*** Begin section ***

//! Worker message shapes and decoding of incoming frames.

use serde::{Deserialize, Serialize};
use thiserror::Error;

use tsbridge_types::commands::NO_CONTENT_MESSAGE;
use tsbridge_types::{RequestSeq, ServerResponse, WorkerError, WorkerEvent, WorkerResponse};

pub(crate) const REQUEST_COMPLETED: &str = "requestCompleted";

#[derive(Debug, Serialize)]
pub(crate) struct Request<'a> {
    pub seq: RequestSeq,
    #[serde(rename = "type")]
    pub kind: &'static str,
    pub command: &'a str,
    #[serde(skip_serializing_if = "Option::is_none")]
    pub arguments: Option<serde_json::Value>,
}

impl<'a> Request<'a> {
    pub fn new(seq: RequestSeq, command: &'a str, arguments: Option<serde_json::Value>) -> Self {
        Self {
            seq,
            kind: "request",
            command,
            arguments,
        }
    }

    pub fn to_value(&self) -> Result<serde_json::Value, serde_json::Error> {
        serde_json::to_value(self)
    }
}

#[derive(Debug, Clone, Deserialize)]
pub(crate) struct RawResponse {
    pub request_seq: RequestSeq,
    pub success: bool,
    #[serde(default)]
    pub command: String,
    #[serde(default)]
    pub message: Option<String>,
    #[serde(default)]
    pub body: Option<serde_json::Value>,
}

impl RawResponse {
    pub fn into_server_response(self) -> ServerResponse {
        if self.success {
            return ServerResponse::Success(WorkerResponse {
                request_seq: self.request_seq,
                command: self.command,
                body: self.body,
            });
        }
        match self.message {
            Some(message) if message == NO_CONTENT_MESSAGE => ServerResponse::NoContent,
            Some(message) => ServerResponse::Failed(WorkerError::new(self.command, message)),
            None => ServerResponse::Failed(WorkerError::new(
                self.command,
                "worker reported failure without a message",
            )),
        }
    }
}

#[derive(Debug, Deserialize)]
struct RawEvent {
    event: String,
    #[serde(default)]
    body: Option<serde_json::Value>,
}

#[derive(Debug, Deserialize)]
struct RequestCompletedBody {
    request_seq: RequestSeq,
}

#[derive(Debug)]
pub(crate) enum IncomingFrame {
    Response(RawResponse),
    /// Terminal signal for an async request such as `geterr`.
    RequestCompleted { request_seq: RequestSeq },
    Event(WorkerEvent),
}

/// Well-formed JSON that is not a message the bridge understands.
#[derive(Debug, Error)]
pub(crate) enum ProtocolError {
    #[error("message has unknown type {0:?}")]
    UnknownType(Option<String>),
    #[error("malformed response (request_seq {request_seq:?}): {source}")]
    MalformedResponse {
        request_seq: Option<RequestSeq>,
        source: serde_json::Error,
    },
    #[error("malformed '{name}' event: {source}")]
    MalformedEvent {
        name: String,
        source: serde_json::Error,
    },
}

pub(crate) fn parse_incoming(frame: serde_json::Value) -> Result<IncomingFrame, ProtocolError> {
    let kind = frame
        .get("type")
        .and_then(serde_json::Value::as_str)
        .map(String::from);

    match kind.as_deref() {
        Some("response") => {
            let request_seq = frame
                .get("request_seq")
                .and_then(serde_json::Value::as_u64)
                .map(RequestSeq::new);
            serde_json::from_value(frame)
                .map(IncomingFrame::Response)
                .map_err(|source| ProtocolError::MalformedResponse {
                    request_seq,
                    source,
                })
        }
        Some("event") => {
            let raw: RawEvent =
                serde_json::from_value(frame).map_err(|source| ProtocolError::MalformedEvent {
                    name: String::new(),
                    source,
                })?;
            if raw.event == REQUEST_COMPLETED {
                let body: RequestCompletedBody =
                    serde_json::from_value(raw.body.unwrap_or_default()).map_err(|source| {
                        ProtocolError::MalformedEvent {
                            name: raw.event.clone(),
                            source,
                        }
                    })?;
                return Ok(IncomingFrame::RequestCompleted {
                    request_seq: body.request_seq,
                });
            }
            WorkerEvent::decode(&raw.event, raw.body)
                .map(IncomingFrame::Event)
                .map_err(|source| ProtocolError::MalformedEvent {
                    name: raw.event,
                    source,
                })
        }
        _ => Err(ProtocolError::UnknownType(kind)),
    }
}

*** End section ***

## Assignment
A single number is the answer: the count of lines in the material above that contain "Debug".

## Task result
6